UNE SAINTE COLÈRE
Évangile de Jésus Christ selon saint Jean (Jn 6, 60-69)
En ce temps-là,
Jésus avait donné un enseignement
dans la synagogue de Capharnaüm.
Beaucoup de ses disciples, qui avaient entendu, déclarèrent :
« Cette parole est rude !
Qui peut l’entendre ? »
Jésus savait en lui-même
que ses disciples récriminaient à son sujet.
Il leur dit :
« Cela vous scandalise ?
Et quand vous verrez le Fils de l’homme
monter là où il était auparavant !…
C’est l’esprit qui fait vivre,
la chair n’est capable de rien.
Les paroles que je vous ai dites sont esprit
et elles sont vie.
Mais il y en a parmi vous qui ne croient pas. »
Jésus savait en effet depuis le commencement
quels étaient ceux qui ne croyaient pas,
et qui était celui qui le livrerait.
Il ajouta :
« Voilà pourquoi je vous ai dit
que personne ne peut venir à moi
si cela ne lui est pas donné par le Père. »
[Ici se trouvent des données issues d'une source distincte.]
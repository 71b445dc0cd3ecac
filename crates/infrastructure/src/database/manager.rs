use anyhow::{Context, Result};
use datasync_core::config::models::DatabaseConfig;
use sqlx::sqlite::{SqliteConnectOptions, SqliteJournalMode, SqlitePoolOptions};
use sqlx::SqlitePool;
use std::str::FromStr;
use std::time::Duration;
use tracing::info;

pub struct DatabaseManager {
    pool: SqlitePool,
}

impl DatabaseManager {
    pub async fn new(config: &DatabaseConfig) -> Result<Self> {
        if let Some(parent) = config
            .file_path()
            .and_then(|path| std::path::Path::new(path).parent())
            .filter(|parent| !parent.as_os_str().is_empty())
        {
            std::fs::create_dir_all(parent)
                .with_context(|| format!("创建数据库目录失败: {}", parent.display()))?;
        }

        // 启用外键约束和WAL模式
        let connect_options = SqliteConnectOptions::from_str(&config.url)
            .context("解析数据库URL失败")?
            .create_if_missing(true)
            .foreign_keys(true)
            .journal_mode(SqliteJournalMode::Wal);

        let pool = SqlitePoolOptions::new()
            .max_connections(config.max_connections)
            .min_connections(config.min_connections)
            .acquire_timeout(Duration::from_secs(config.connection_timeout_seconds))
            .idle_timeout(Duration::from_secs(config.idle_timeout_seconds))
            .max_lifetime(Duration::from_secs(1800))
            .connect_with(connect_options)
            .await
            .context("创建数据库连接池失败")?;

        info!(url = %config.url, "SQLite连接池已创建");
        Ok(Self { pool })
    }

    pub fn from_pool(pool: SqlitePool) -> Self {
        Self { pool }
    }

    pub fn pool(&self) -> &SqlitePool {
        &self.pool
    }

    /// 建表，可重复执行
    pub async fn migrate(&self) -> Result<()> {
        info!("运行SQLite数据库迁移");
        let pool = &self.pool;

        sqlx::query(
            r#"
            CREATE TABLE IF NOT EXISTS node_clients (
                id INTEGER PRIMARY KEY AUTOINCREMENT,
                organisation_name TEXT NOT NULL,
                site_name TEXT NOT NULL,
                station_name TEXT NOT NULL,
                hostname TEXT,
                username TEXT,
                flags TEXT,
                created_at DATETIME NOT NULL DEFAULT CURRENT_TIMESTAMP,
                UNIQUE (organisation_name, site_name, station_name)
            )
            "#,
        )
        .execute(pool)
        .await
        .context("创建节点表失败")?;

        sqlx::query(
            r#"
            CREATE TABLE IF NOT EXISTS node_rules (
                id INTEGER PRIMARY KEY AUTOINCREMENT,
                parent_node_id INTEGER NOT NULL,
                description TEXT NOT NULL,
                FOREIGN KEY (parent_node_id) REFERENCES node_clients (id) ON DELETE CASCADE
            )
            "#,
        )
        .execute(pool)
        .await
        .context("创建节点规则表失败")?;

        sqlx::query(
            r#"
            CREATE TABLE IF NOT EXISTS runs (
                id INTEGER PRIMARY KEY AUTOINCREMENT,
                title TEXT NOT NULL,
                experiment_id INTEGER,
                machine_id INTEGER NOT NULL,
                state TEXT NOT NULL DEFAULT 'NEW',
                creator TEXT,
                created_at DATETIME NOT NULL DEFAULT CURRENT_TIMESTAMP,
                FOREIGN KEY (machine_id) REFERENCES node_clients (id)
            )
            "#,
        )
        .execute(pool)
        .await
        .context("创建Run表失败")?;

        sqlx::query(
            r#"
            CREATE TABLE IF NOT EXISTS run_samples (
                id INTEGER PRIMARY KEY AUTOINCREMENT,
                run_id INTEGER NOT NULL,
                sample_id INTEGER NOT NULL,
                filename TEXT,
                complete BOOLEAN NOT NULL DEFAULT 0,
                sequence INTEGER NOT NULL DEFAULT 0,
                vial_number INTEGER,
                method_number INTEGER,
                FOREIGN KEY (run_id) REFERENCES runs (id) ON DELETE CASCADE
            )
            "#,
        )
        .execute(pool)
        .await
        .context("创建RunSample表失败")?;

        sqlx::query("CREATE INDEX IF NOT EXISTS idx_node_rules_parent ON node_rules(parent_node_id)")
            .execute(pool)
            .await
            .context("创建节点规则索引失败")?;

        sqlx::query("CREATE INDEX IF NOT EXISTS idx_runs_machine_id ON runs(machine_id)")
            .execute(pool)
            .await
            .context("创建Run节点索引失败")?;

        sqlx::query("CREATE INDEX IF NOT EXISTS idx_run_samples_run_id ON run_samples(run_id)")
            .execute(pool)
            .await
            .context("创建RunSample索引失败")?;

        info!("数据库迁移完成");
        Ok(())
    }

    pub async fn health_check(&self) -> Result<()> {
        sqlx::query("SELECT 1").execute(&self.pool).await?;
        Ok(())
    }

    pub async fn close(&self) {
        self.pool.close().await;
    }
}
À partir de ce moment, beaucoup de ses disciples s’en retournèrent
et cessèrent de l’accompagner.
Alors Jésus dit aux Douze :
« Voulez-vous partir, vous aussi ? »
Simon-Pierre lui répondit :
« Seigneur, à qui irions-nous ?
Tu as les paroles de la vie éternelle.
Quant à nous, nous croyons,
et nous savons que tu es le Saint de Dieu. »
COMMENTAIRE
Tout comme on le dit parfois au début des films à la télévision, cette homélie est pour un public averti. L’Évangile aujourd’hui nous rapporte une question douloureuse de Jésus à ses disciples alors que se profilent à l’horizon sa passion et la trahison de Judas. Jésus leur demande : « Voulez-vous partir vous aussi ? » Cette question est des plus actuelle alors que l’Église fait face à une crise morale sans précédent, où semaine après semaine les médias nous dévoilent des séries d’accusations portées contre des prêtres, des religieux, des évêques et même des cardinaux. La nouvelle la plus récente au sujet de ces scandales nous est venue des États-Unis où sur une période de 70 ans plus de mille enfants auraient été abusés par près de 300 prêtres. Et cela dans six diocèses de l’État de la Pennsylvanie. Il est temps que nous en parlions !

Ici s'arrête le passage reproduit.